*Task prompt*. Could every entry be set down once more, exactly as given?

*Record set*.
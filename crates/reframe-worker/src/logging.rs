//! Tracing setup and structured request logging.

use tracing::{error, info, warn, Span};
use tracing_subscriber::{fmt, prelude::*, EnvFilter};
use uuid::Uuid;

/// Install the global subscriber: JSON when `LOG_FORMAT=json`, colored
/// text otherwise. `RUST_LOG` directives are honored on top of
/// `reframe=info`.
pub fn init_tracing() {
    let use_json = std::env::var("LOG_FORMAT")
        .map(|v| v.eq_ignore_ascii_case("json"))
        .unwrap_or(false);

    let mut env_filter = EnvFilter::from_default_env();
    if let Ok(directive) = "reframe=info".parse() {
        env_filter = env_filter.add_directive(directive);
    }

    // Responses go to stdout, so logs stay on stderr.
    if use_json {
        tracing_subscriber::registry()
            .with(fmt::layer().json().with_writer(std::io::stderr))
            .with(env_filter)
            .init();
    } else {
        tracing_subscriber::registry()
            .with(
                fmt::layer()
                    .with_writer(std::io::stderr)
                    .with_ansi(true)
                    .with_target(true)
                    .with_thread_ids(false)
                    .with_file(false)
                    .with_line_number(false),
            )
            .with(env_filter)
            .init();
    }
}

/// Request logger carrying the request id and operation on every line.
#[derive(Debug, Clone)]
pub struct RequestLogger {
    request_id: String,
    operation: String,
}

impl RequestLogger {
    /// Logger with a fresh request id.
    pub fn new(operation: &str) -> Self {
        Self::with_id(&Uuid::new_v4().to_string(), operation)
    }

    pub fn with_id(request_id: &str, operation: &str) -> Self {
        Self {
            request_id: request_id.to_string(),
            operation: operation.to_string(),
        }
    }

    pub fn log_start(&self, message: &str) {
        info!(
            request_id = %self.request_id,
            operation = %self.operation,
            "Request started: {}", message
        );
    }

    pub fn log_progress(&self, message: &str) {
        info!(
            request_id = %self.request_id,
            operation = %self.operation,
            "Request progress: {}", message
        );
    }

    pub fn log_warning(&self, message: &str) {
        warn!(
            request_id = %self.request_id,
            operation = %self.operation,
            "Request warning: {}", message
        );
    }

    pub fn log_error(&self, message: &str) {
        error!(
            request_id = %self.request_id,
            operation = %self.operation,
            "Request error: {}", message
        );
    }

    pub fn log_completion(&self, message: &str) {
        info!(
            request_id = %self.request_id,
            operation = %self.operation,
            "Request completed: {}", message
        );
    }

    pub fn request_id(&self) -> &str {
        &self.request_id
    }

    pub fn operation(&self) -> &str {
        &self.operation
    }

    /// Span wrapping everything done for this request.
    pub fn create_span(&self) -> Span {
        tracing::info_span!(
            "request",
            request_id = %self.request_id,
            operation = %self.operation
        )
    }
}

#[cfg(test)]
mod tests {
    use super::*;

    #[test]
    fn test_request_logger_ids_are_unique() {
        let a = RequestLogger::new("clip");
        let b = RequestLogger::new("clip");

        assert_ne!(a.request_id(), b.request_id());
        assert_eq!(a.operation(), "clip");
        assert!(Uuid::parse_str(a.request_id()).is_ok());
    }

    #[test]
    fn test_request_logger_with_id() {
        let logger = RequestLogger::with_id("req-123", "render");

        assert_eq!(logger.request_id(), "req-123");
        assert_eq!(logger.operation(), "render");
    }
}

*Output for this task*.
filename crates/reframe-worker/src/logging.rs
//! Tracing setup and structured request logging.

use tracing::{error, info, warn, Span};
use tracing_subscriber::{fmt, prelude::*, EnvFilter};
use uuid::Uuid;

/// Install the global subscriber: JSON when `LOG_FORMAT=json`, colored
/// text otherwise. `RUST_LOG` directives are honored on top of
/// `reframe=info`.
pub fn init_tracing() {
    let use_json = std::env::var("LOG_FORMAT")
        .map(|v| v.eq_ignore_ascii_case("json"))
        .unwrap_or(false);

    let mut env_filter = EnvFilter::from_default_env();
    if let Ok(directive) = "reframe=info".parse() {
        env_filter = env_filter.add_directive(directive);
    }

    // Responses go to stdout, so logs stay on stderr.
    if use_json {
        tracing_subscriber::registry()
            .with(fmt::layer().json().with_writer(std::io::stderr))
            .with(env_filter)
            .init();
    } else {
        tracing_subscriber::registry()
            .with(
                fmt::layer()
                    .with_writer(std::io::stderr)
                    .with_ansi(true)
                    .with_target(true)
                    .with_thread_ids(false)
                    .with_file(false)
                    .with_line_number(false),
            )
            .with(env_filter)
            .init();
    }
}

/// Request logger carrying the request id and operation on every line.
#[derive(Debug, Clone)]
pub struct RequestLogger {
    request_id: String,
    operation: String,
}

impl RequestLogger {
    /// Logger with a fresh request id.
    pub fn new(operation: &str) -> Self {
        Self::with_id(&Uuid::new_v4().to_string(), operation)
    }

    pub fn with_id(request_id: &str, operation: &str) -> Self {
        Self {
            request_id: request_id.to_string(),
            operation: operation.to_string(),
        }
    }

    pub fn log_start(&self, message: &str) {
        info!(
            request_id = %self.request_id,
            operation = %self.operation,
            "Request started: {}", message
        );
    }

    pub fn log_progress(&self, message: &str) {
        info!(
            request_id = %self.request_id,
            operation = %self.operation,
            "Request progress: {}", message
        );
    }

    pub fn log_warning(&self, message: &str) {
        warn!(
            request_id = %self.request_id,
            operation = %self.operation,
            "Request warning: {}", message
        );
    }

    pub fn log_error(&self, message: &str) {
        error!(
            request_id = %self.request_id,
            operation = %self.operation,
            "Request error: {}", message
        );
    }

    pub fn log_completion(&self, message: &str) {
        info!(
            request_id = %self.request_id,
            operation = %self.operation,
            "Request completed: {}", message
        );
    }

    pub fn request_id(&self) -> &str {
        &self.request_id
    }

    pub fn operation(&self) -> &str {
        &self.operation
    }

    /// Span wrapping everything done for this request.
    pub fn create_span(&self) -> Span {
        tracing::info_span!(
            "request",
            request_id = %self.request_id,
            operation = %self.operation
        )
    }
}

#[cfg(test)]
mod tests {
    use super::*;

    #[test]
    fn test_request_logger_ids_are_unique() {
        let a = RequestLogger::new("clip");
        let b = RequestLogger::new("clip");

        assert_ne!(a.request_id(), b.request_id());
        assert_eq!(a.operation(), "clip");
        assert!(Uuid::parse_str(a.request_id()).is_ok());
    }

    #[test]
    fn test_request_logger_with_id() {
        let logger = RequestLogger::with_id("req-123", "render");

        assert_eq!(logger.request_id(), "req-123");
        assert_eq!(logger.operation(), "render");
    }
}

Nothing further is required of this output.